INPUT:
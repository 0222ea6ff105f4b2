//! Cache Statistics Module
//!
//! Tracks cache performance metrics including hits, misses, evictions and expirations.

use serde::Serialize;

// == Cache Stats ==
/// Lifetime counters of a cache. They survive `clear` and `reset`.
#[derive(Debug, Clone, Default, PartialEq, Eq, Serialize)]
pub struct CacheStats {
    /// Lookups that found the key
    pub hits: u64,
    /// Lookups that did not find the key
    pub misses: u64,
    /// Entries dropped by capacity pressure or `remove_oldest`
    pub evictions: u64,
    /// Stale entries dropped by a lazy check or a sweep
    pub expirations: u64,
    /// Entries dropped by `remove`, `clear` or `reset`
    pub removals: u64,
    /// Current number of entries in the cache
    pub total_entries: usize,
}

impl CacheStats {
    // == Constructor ==
    /// Creates a new CacheStats with all counters at zero.
    pub fn new() -> Self {
        Self::default()
    }

    // == Hit Rate ==
    /// Returns hits / (hits + misses), or 0.0 if no lookups have been made.
    pub fn hit_rate(&self) -> f64 {
        let total = self.hits + self.misses;
        if total == 0 {
            0.0
        } else {
            self.hits as f64 / total as f64
        }
    }

    pub(crate) fn record_hit(&mut self) {
        self.hits += 1;
    }

    pub(crate) fn record_miss(&mut self) {
        self.misses += 1;
    }

    pub(crate) fn record_evictions(&mut self, count: usize) {
        self.evictions += count as u64;
    }

    pub(crate) fn record_expirations(&mut self, count: usize) {
        self.expirations += count as u64;
    }

    pub(crate) fn record_removals(&mut self, count: usize) {
        self.removals += count as u64;
    }

    pub(crate) fn set_total_entries(&mut self, count: usize) {
        self.total_entries = count;
    }
}
//! ttl_lru soak driver
//!
//! Hammers a shared cache from several tasks for a fixed time while an
//! owner-side timer sweeps expired entries, then reports statistics.

mod soak;

use std::sync::atomic::{AtomicU64, Ordering};
use std::sync::Arc;
use std::time::Duration;

use anyhow::Context;
use tokio::signal;
use tracing::{info, warn};
use tracing_subscriber::{layer::SubscriberExt, util::SubscriberInitExt};

use soak::{spawn_sweep_task, spawn_worker, SoakConfig};
use ttl_lru::Cache;

/// Main entry point for the soak run.
///
/// # Startup Sequence
/// 1. Initialize tracing subscriber for logging
/// 2. Load configuration from environment variables
/// 3. Create the shared cache with an eviction counter
/// 4. Start the sweep task and the workers
/// 5. Wait for the run length or SIGINT/SIGTERM
/// 6. Abort all tasks and report statistics
#[tokio::main]
async fn main() -> anyhow::Result<()> {
    // Defaults to "info" level, can be overridden with RUST_LOG env var
    tracing_subscriber::registry()
        .with(
            tracing_subscriber::EnvFilter::try_from_default_env()
                .unwrap_or_else(|_| "ttl_lru=info".into()),
        )
        .with(tracing_subscriber::fmt::layer())
        .init();

    info!("Starting ttl_lru soak run");

    let config = SoakConfig::from_env().context("failed to load soak configuration")?;
    info!(
        "Configuration loaded: capacity={}, key_space={}, workers={}, entry_ttl={}ms, sweep_interval={}ms, run={}s",
        config.capacity,
        config.key_space,
        config.workers,
        config.entry_ttl_ms,
        config.sweep_interval_ms,
        config.run_secs
    );

    let evicted = Arc::new(AtomicU64::new(0));
    let counter = Arc::clone(&evicted);
    let cache = Arc::new(
        Cache::<u64, String>::new(config.capacity).with_on_evicted(move |_key, _value| {
            counter.fetch_add(1, Ordering::Relaxed);
        }),
    );

    let mut handles = vec![spawn_sweep_task(
        Arc::clone(&cache),
        Duration::from_millis(config.sweep_interval_ms.max(1)),
    )];
    handles.extend((0..config.workers).map(|id| spawn_worker(id, Arc::clone(&cache), &config)));
    info!("Started {} workers and the sweep task", config.workers);

    tokio::select! {
        _ = tokio::time::sleep(Duration::from_secs(config.run_secs)) => {
            info!("Run length reached, stopping");
        }
        _ = shutdown_signal() => {}
    }

    for handle in &handles {
        handle.abort();
    }
    warn!("Soak tasks aborted");

    let stats = cache.stats();
    let report = serde_json::to_string(&stats).context("failed to serialize cache statistics")?;
    info!(
        hit_rate = stats.hit_rate(),
        callbacks = evicted.load(Ordering::Relaxed),
        "Final statistics: {}",
        report
    );

    cache.clear();
    info!("Soak run complete");
    Ok(())
}

/// Waits for shutdown signal (Ctrl+C or SIGTERM).
async fn shutdown_signal() {
    let ctrl_c = async {
        if let Err(err) = signal::ctrl_c().await {
            warn!("Failed to listen for Ctrl+C: {}", err);
            std::future::pending::<()>().await;
        }
    };

    #[cfg(unix)]
    let terminate = async {
        match signal::unix::signal(signal::unix::SignalKind::terminate()) {
            Ok(mut sigterm) => {
                sigterm.recv().await;
            }
            Err(err) => {
                warn!("Failed to install SIGTERM handler: {}", err);
                std::future::pending::<()>().await;
            }
        }
    };

    #[cfg(not(unix))]
    let terminate = std::future::pending::<()>();

    tokio::select! {
        _ = ctrl_c => {
            info!("Received Ctrl+C, initiating shutdown...");
        }
        _ = terminate => {
            info!("Received SIGTERM, initiating shutdown...");
        }
    }
}
// Web server — Axum transport layer for the prediction pipeline.
//
// Two routes: POST /predict runs the pipeline, GET /healthz reports liveness
// and the model version. CORS is open to the configured frontend origins
// (localhost:3000 by default) with credentials, matching what the dashboard
// dev server sends.

use std::sync::Arc;

use anyhow::Result;
use axum::http::{header, HeaderValue, Method, StatusCode};
use axum::response::{IntoResponse, Response};
use axum::routing::{get, post};
use axum::Router;
use tower_http::cors::CorsLayer;
use tower_http::trace::TraceLayer;
use tracing::{info, warn};

use crate::classify::Predictor;
use crate::config::Config;

pub mod handlers;

/// Shared application state threaded through all Axum handlers.
#[derive(Clone)]
pub struct AppState {
    pub predictor: Arc<Predictor>,
}

/// Start the Axum web server and block until it exits.
pub async fn run_server(
    config: &Config,
    predictor: Arc<Predictor>,
    port: u16,
    bind: &str,
) -> Result<()> {
    let state = AppState { predictor };
    let app = build_router(state, &config.cors_origins);

    let addr = format!("{bind}:{port}");
    info!("cinder API listening on http://{addr}");

    let listener = tokio::net::TcpListener::bind(&addr).await?;
    axum::serve(listener, app).await?;
    Ok(())
}

/// Build the router. Public so integration tests can drive it with
/// `tower::ServiceExt::oneshot` instead of binding a socket.
pub fn build_router(state: AppState, cors_origins: &[String]) -> Router {
    let origins: Vec<HeaderValue> = cors_origins
        .iter()
        .filter_map(|origin| match HeaderValue::from_str(origin) {
            Ok(v) => Some(v),
            Err(_) => {
                warn!("ignoring invalid CORS origin: {origin}");
                None
            }
        })
        .collect();

    Router::new()
        .route("/predict", post(handlers::predict))
        .route("/healthz", get(handlers::health))
        .layer(
            CorsLayer::new()
                .allow_origin(origins)
                .allow_credentials(true)
                .allow_methods([Method::GET, Method::POST, Method::OPTIONS])
                .allow_headers([header::CONTENT_TYPE]),
        )
        .layer(TraceLayer::new_for_http())
        .with_state(state)
}

/// Typed JSON error response helper.
pub fn api_error(status: StatusCode, message: &str) -> Response {
    (status, axum::Json(serde_json::json!({ "error": message }))).into_response()
}
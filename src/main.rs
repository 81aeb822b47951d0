use std::sync::Arc;

use anyhow::Result;
use clap::{Parser, Subcommand};
use colored::Colorize;
use tracing::info;

use cinder::classify::{PredictRequest, Predictor, RedactionMode, DEFAULT_TOP_K};
use cinder::config::{Config, ScorerBackend};
use cinder::model::{LinearScorer, PerspectiveScorer, Scorer};

/// Cinder: toxicity classification API.
///
/// Classifies text as toxic or non-toxic, reports the substrings that drove
/// the decision, and can return a redacted copy of the input.
#[derive(Parser)]
#[command(name = "cinder", version, about)]
struct Cli {
    #[command(subcommand)]
    command: Commands,
}

#[derive(Subcommand)]
enum Commands {
    /// Run the HTTP API server
    Serve {
        /// Port to listen on
        #[arg(long, default_value = "8000")]
        port: u16,

        /// Address to bind
        #[arg(long, default_value = "127.0.0.1")]
        bind: String,
    },

    /// Classify a single text snippet from the command line
    Predict {
        /// The text to classify
        text: String,

        /// Toxicity probability cutoff for the toxic label
        #[arg(long, default_value = "0.5")]
        threshold: f64,

        /// Skip rationale span extraction
        #[arg(long)]
        no_rationale: bool,

        /// Also produce a redacted copy of the input
        #[arg(long)]
        redact: bool,

        /// Redaction mode: token or mask
        #[arg(long, default_value = "token")]
        mode: String,

        /// Maximum number of rationale spans to report
        #[arg(long, default_value_t = DEFAULT_TOP_K)]
        top_k: usize,
    },

    /// Show the configured scorer backend and model details
    Status,
}

#[tokio::main]
async fn main() -> Result<()> {
    // Load .env file if present (silently ignore if missing)
    let _ = dotenvy::dotenv();

    // Set up structured logging
    tracing_subscriber::fmt()
        .with_env_filter(
            tracing_subscriber::EnvFilter::try_from_default_env()
                .unwrap_or_else(|_| tracing_subscriber::EnvFilter::new("cinder=info")),
        )
        .init();

    let cli = Cli::parse();

    match cli.command {
        Commands::Serve { port, bind } => {
            let config = Config::load()?;
            config.require_scorer()?;
            let scorer = build_scorer(&config)?;
            let predictor = Arc::new(Predictor::new(scorer));
            info!("serving with model version {}", predictor.model_version());
            cinder::web::run_server(&config, predictor, port, &bind).await?;
        }

        Commands::Predict {
            text,
            threshold,
            no_rationale,
            redact,
            mode,
            top_k,
        } => {
            let config = Config::load()?;
            config.require_scorer()?;
            let scorer = build_scorer(&config)?;
            let predictor = Predictor::new(scorer);

            let mode = match mode.as_str() {
                "token" => RedactionMode::Token,
                "mask" => RedactionMode::Mask,
                other => anyhow::bail!("unknown redaction mode {other:?}, expected token or mask"),
            };

            let request =
                PredictRequest::new(text.clone(), !no_rationale, redact, threshold, top_k, mode)?;
            let result = predictor.predict(&request).await?;
            cinder::output::display_prediction(&text, &result);
        }

        Commands::Status => {
            let config = Config::load()?;
            match config.scorer_backend {
                ScorerBackend::Linear => {
                    println!("Backend:     linear (local)");
                    println!("Model path:  {}", config.model_path.display());
                    match LinearScorer::load(&config.model_path) {
                        Ok(scorer) => {
                            let model = scorer.model();
                            println!("Version:     {}", model.version);
                            println!("Vocabulary:  {} terms", model.vocabulary.len());
                            println!("Trained at:  {}", model.trained_at.to_rfc3339());
                        }
                        Err(e) => {
                            println!("{}", format!("Model not loadable: {e:#}").red());
                        }
                    }
                }
                ScorerBackend::Perspective => {
                    println!("Backend:     perspective (remote)");
                    let key_state = if config.perspective_api_key.is_empty() {
                        "missing".red()
                    } else {
                        "set".green()
                    };
                    println!("API key:     {key_state}");
                }
            }
        }
    }

    Ok(())
}

/// Construct the configured scorer backend.
fn build_scorer(config: &Config) -> Result<Arc<dyn Scorer>> {
    match config.scorer_backend {
        ScorerBackend::Linear => Ok(Arc::new(LinearScorer::load(&config.model_path)?)),
        ScorerBackend::Perspective => {
            config.require_perspective()?;
            Ok(Arc::new(PerspectiveScorer::new(
                config.perspective_api_key.clone(),
            )))
        }
    }
}
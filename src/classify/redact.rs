// Span-based redaction over character offsets.
//
// Replacement length may differ from span length (token mode), so spans are
// processed in descending start order — earlier replacements then never shift
// the offsets of spans still waiting. All splicing happens on a Vec<char>
// because span offsets are character offsets, not byte offsets.

use anyhow::Result;

use super::types::{RationaleSpan, RedactionMode};

/// Literal replacement used in token mode.
const REDACTED_TOKEN: &str = "[REDACTED]";

/// Produce a redacted copy of `text` with each span replaced per `mode`.
///
/// Returns `Ok(None)` when `spans` is absent or empty. Spans must be
/// non-overlapping and fully inside the text; the extractor guarantees this
/// by construction, and a violated span set fails loudly rather than
/// silently corrupting the output.
pub fn redact(
    text: &str,
    spans: Option<&[RationaleSpan]>,
    mode: RedactionMode,
) -> Result<Option<String>> {
    let spans = match spans {
        Some(s) if !s.is_empty() => s,
        _ => return Ok(None),
    };

    let mut chars: Vec<char> = text.chars().collect();
    validate_spans(spans, chars.len())?;

    let mut ordered: Vec<&RationaleSpan> = spans.iter().collect();
    ordered.sort_by(|a, b| b.start.cmp(&a.start));

    for span in ordered {
        let replacement: Vec<char> = match mode {
            RedactionMode::Token => REDACTED_TOKEN.chars().collect(),
            RedactionMode::Mask => chars[span.start..span.end]
                .iter()
                .map(|&c| if c.is_alphanumeric() { '*' } else { c })
                .collect(),
        };
        let _ = chars.splice(span.start..span.end, replacement);
    }

    Ok(Some(chars.into_iter().collect()))
}

/// Reject span sets the redactor cannot process: out-of-range offsets,
/// inverted spans, or overlaps.
fn validate_spans(spans: &[RationaleSpan], text_len: usize) -> Result<()> {
    let mut sorted: Vec<&RationaleSpan> = spans.iter().collect();
    sorted.sort_by_key(|s| s.start);

    for span in &sorted {
        if span.start >= span.end || span.end > text_len {
            anyhow::bail!(
                "invalid span set: span {}..{} out of range for text of {} characters",
                span.start,
                span.end,
                text_len
            );
        }
    }
    for pair in sorted.windows(2) {
        if pair[1].start < pair[0].end {
            anyhow::bail!(
                "invalid span set: spans {}..{} and {}..{} overlap",
                pair[0].start,
                pair[0].end,
                pair[1].start,
                pair[1].end
            );
        }
    }
    Ok(())
}
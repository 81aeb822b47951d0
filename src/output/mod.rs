// Output formatting — colored terminal display for one-shot predictions.

use colored::Colorize;

use crate::classify::{Label, PredictionResult};

/// Truncate a string to at most `max_chars` characters, appending "..." if truncated.
///
/// Unlike byte slicing (`&text[..50]`), this respects UTF-8 character boundaries
/// and will never panic on multi-byte characters like emoji or accented letters.
pub fn truncate_chars(text: &str, max_chars: usize) -> String {
    let char_count = text.chars().count();
    if char_count <= max_chars {
        text.to_string()
    } else {
        let truncated: String = text.chars().take(max_chars).collect();
        format!("{truncated}...")
    }
}

/// Display a prediction result in the terminal.
pub fn display_prediction(text: &str, result: &PredictionResult) {
    let label = match result.label {
        Label::Toxic => result.label.as_str().red().bold(),
        Label::NonToxic => result.label.as_str().green().bold(),
    };

    println!("\n  {}", truncate_chars(text, 120).italic());
    println!(
        "  {label}  confidence {:.2}  (toxic {:.2} / non_toxic {:.2})",
        result.confidence, result.scores.toxic, result.scores.non_toxic
    );

    match &result.rationale {
        Some(spans) => {
            for span in spans {
                println!(
                    "  {} {:?} at {}..{} (weight {:.1})",
                    "span".dimmed(),
                    span.text,
                    span.start,
                    span.end,
                    span.weight
                );
            }
        }
        None => println!("  {}", "no rationale spans".dimmed()),
    }

    if let Some(redacted) = &result.redacted_text {
        println!("  {} {}", "redacted".dimmed(), redacted);
    }

    println!(
        "  {}",
        format!(
            "latency {:.2}ms, threshold {}",
            result.meta.latency_ms, result.meta.threshold_used
        )
        .dimmed()
    );
    println!();
}
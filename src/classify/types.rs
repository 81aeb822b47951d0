// Request and result types for the prediction pipeline.
//
// Everything here is a per-request value object: constructed fresh, handed
// through the pipeline, serialized by the transport layer, then dropped.
// Validation happens at construction so invalid inputs never reach the core.

use anyhow::Result;
use serde::{Deserialize, Serialize};

/// Maximum accepted input length, in characters (matches the API contract).
pub const MAX_TEXT_CHARS: usize = 5000;

/// Default number of rationale spans to collect.
pub const DEFAULT_TOP_K: usize = 1;

/// The discrete classification outcome.
#[derive(Debug, Clone, Copy, PartialEq, Eq, Serialize)]
#[serde(rename_all = "snake_case")]
pub enum Label {
    Toxic,
    NonToxic,
}

impl Label {
    pub fn as_str(&self) -> &'static str {
        match self {
            Label::Toxic => "toxic",
            Label::NonToxic => "non_toxic",
        }
    }
}

impl std::fmt::Display for Label {
    fn fmt(&self, f: &mut std::fmt::Formatter<'_>) -> std::fmt::Result {
        f.write_str(self.as_str())
    }
}

/// How matched spans are replaced in the redacted copy of the input.
#[derive(Debug, Clone, Copy, PartialEq, Eq, Default, Deserialize)]
#[serde(rename_all = "snake_case")]
pub enum RedactionMode {
    /// Replace each span with the literal string `[REDACTED]`.
    #[default]
    Token,
    /// Replace alphanumeric characters with `*`, preserving length and
    /// punctuation.
    Mask,
}

/// Probability distribution over the two classes, as produced by a scorer.
#[derive(Debug, Clone, Copy, Serialize)]
pub struct ScoreDistribution {
    pub non_toxic: f64,
    pub toxic: f64,
}

impl ScoreDistribution {
    /// Check that both probabilities are in [0, 1] and sum to ~1.0.
    ///
    /// A scorer that fails this produced a corrupt distribution — that is a
    /// model problem, fatal for the request, not something to paper over.
    pub fn validate(&self) -> Result<()> {
        let in_range = |p: f64| (0.0..=1.0).contains(&p);
        if !in_range(self.toxic) || !in_range(self.non_toxic) {
            anyhow::bail!(
                "scorer produced out-of-range probabilities: non_toxic={}, toxic={}",
                self.non_toxic,
                self.toxic
            );
        }
        let sum = self.toxic + self.non_toxic;
        if (sum - 1.0).abs() > 1e-6 {
            anyhow::bail!("scorer probabilities sum to {sum}, expected ~1.0");
        }
        Ok(())
    }

    /// The probability of the given label under this distribution.
    pub fn for_label(&self, label: Label) -> f64 {
        match label {
            Label::Toxic => self.toxic,
            Label::NonToxic => self.non_toxic,
        }
    }
}

/// A substring of the input that drove the toxicity decision.
///
/// `start` and `end` are 0-based character offsets into the original text
/// (`start < end <= text.chars().count()`). Downstream consumers operate on
/// offsets only — no aliasing of the input buffer.
#[derive(Debug, Clone, PartialEq, Serialize)]
pub struct RationaleSpan {
    /// The matched substring, in the original casing.
    #[serde(rename = "span")]
    pub text: String,
    pub start: usize,
    pub end: usize,
    /// Relevance weight (non-negative). Keyword matches carry 1.0.
    pub weight: f64,
}

/// A validated prediction request. Construct via [`PredictRequest::new`];
/// invalid values are rejected before the pipeline runs.
#[derive(Debug, Clone)]
pub struct PredictRequest {
    pub text: String,
    pub include_rationale: bool,
    pub redact_flagged: bool,
    pub threshold: f64,
    pub top_k: usize,
    pub redaction_mode: RedactionMode,
}

impl PredictRequest {
    /// Validate and construct a request.
    ///
    /// Rejects: empty text, text over [`MAX_TEXT_CHARS`] characters,
    /// a threshold outside [0, 1], and `top_k == 0`.
    pub fn new(
        text: String,
        include_rationale: bool,
        redact_flagged: bool,
        threshold: f64,
        top_k: usize,
        redaction_mode: RedactionMode,
    ) -> Result<Self> {
        let char_count = text.chars().count();
        if char_count == 0 {
            anyhow::bail!("text must not be empty");
        }
        if char_count > MAX_TEXT_CHARS {
            anyhow::bail!("text is {char_count} characters, maximum is {MAX_TEXT_CHARS}");
        }
        if !(0.0..=1.0).contains(&threshold) {
            anyhow::bail!("threshold must be in [0, 1], got {threshold}");
        }
        if top_k == 0 {
            anyhow::bail!("top_k must be at least 1");
        }
        Ok(Self {
            text,
            include_rationale,
            redact_flagged,
            threshold,
            top_k,
            redaction_mode,
        })
    }
}

/// Timing and configuration echo attached to every result.
#[derive(Debug, Clone, Serialize)]
pub struct PredictionMeta {
    /// Wall-clock pipeline time in milliseconds, rounded to 2 decimal places.
    pub latency_ms: f64,
    /// The threshold actually applied to the label decision.
    pub threshold_used: f64,
}

/// The assembled outcome of one prediction call.
#[derive(Debug, Clone, Serialize)]
pub struct PredictionResult {
    pub label: Label,
    /// Probability of the *chosen* label — not necessarily the max of the two
    /// class probabilities when threshold != 0.5.
    pub confidence: f64,
    pub scores: ScoreDistribution,
    /// Absent when rationale extraction was skipped or found nothing.
    #[serde(skip_serializing_if = "Option::is_none")]
    pub rationale: Option<Vec<RationaleSpan>>,
    /// Absent unless redaction was requested and rationale spans exist.
    #[serde(skip_serializing_if = "Option::is_none")]
    pub redacted_text: Option<String>,
    pub meta: PredictionMeta,
}

#[cfg(test)]
mod tests {
    use super::*;

    #[test]
    fn test_valid_request() {
        let req = PredictRequest::new(
            "hello".to_string(),
            true,
            false,
            0.5,
            1,
            RedactionMode::Token,
        );
        assert!(req.is_ok());
    }

    #[test]
    fn test_empty_text_rejected() {
        let req =
            PredictRequest::new(String::new(), true, false, 0.5, 1, RedactionMode::Token);
        assert!(req.is_err());
    }

    #[test]
    fn test_max_length_boundary() {
        // Exactly MAX_TEXT_CHARS is accepted; one more is rejected.
        let at_limit = "a".repeat(MAX_TEXT_CHARS);
        assert!(
            PredictRequest::new(at_limit, true, false, 0.5, 1, RedactionMode::Token).is_ok()
        );
        let over_limit = "a".repeat(MAX_TEXT_CHARS + 1);
        assert!(
            PredictRequest::new(over_limit, true, false, 0.5, 1, RedactionMode::Token).is_err()
        );
    }

    #[test]
    fn test_threshold_out_of_range_rejected() {
        for bad in [-0.1, 1.1, f64::NAN] {
            assert!(
                PredictRequest::new(
                    "hello".to_string(),
                    true,
                    false,
                    bad,
                    1,
                    RedactionMode::Token
                )
                .is_err(),
                "threshold {bad} should be rejected"
            );
        }
    }

    #[test]
    fn test_zero_top_k_rejected() {
        assert!(PredictRequest::new(
            "hello".to_string(),
            true,
            false,
            0.5,
            0,
            RedactionMode::Token
        )
        .is_err());
    }

    #[test]
    fn test_distribution_validate_accepts_proper() {
        let scores = ScoreDistribution {
            non_toxic: 0.06,
            toxic: 0.94,
        };
        assert!(scores.validate().is_ok());
    }

    #[test]
    fn test_distribution_validate_rejects_bad_sum() {
        let scores = ScoreDistribution {
            non_toxic: 0.5,
            toxic: 0.6,
        };
        assert!(scores.validate().is_err());
    }

    #[test]
    fn test_distribution_validate_rejects_out_of_range() {
        let scores = ScoreDistribution {
            non_toxic: -0.2,
            toxic: 1.2,
        };
        assert!(scores.validate().is_err());
    }

    #[test]
    fn test_label_serialization_names() {
        assert_eq!(
            serde_json::to_string(&Label::Toxic).unwrap(),
            "\"toxic\""
        );
        assert_eq!(
            serde_json::to_string(&Label::NonToxic).unwrap(),
            "\"non_toxic\""
        );
    }
}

WHAT IS EXPECTED: From the first line of the listing above through the line that contains "Lifetime counters of", retype every line exactly, and write nothing else.

ANSWER SECTION:
repository 0222ea6ff105f4b2
//! Cache Statistics Module
//!
//! Tracks cache performance metrics including hits, misses, evictions and expirations.

use serde::Serialize;

// == Cache Stats ==
/// Lifetime counters of a cache. They survive `clear` and `reset`.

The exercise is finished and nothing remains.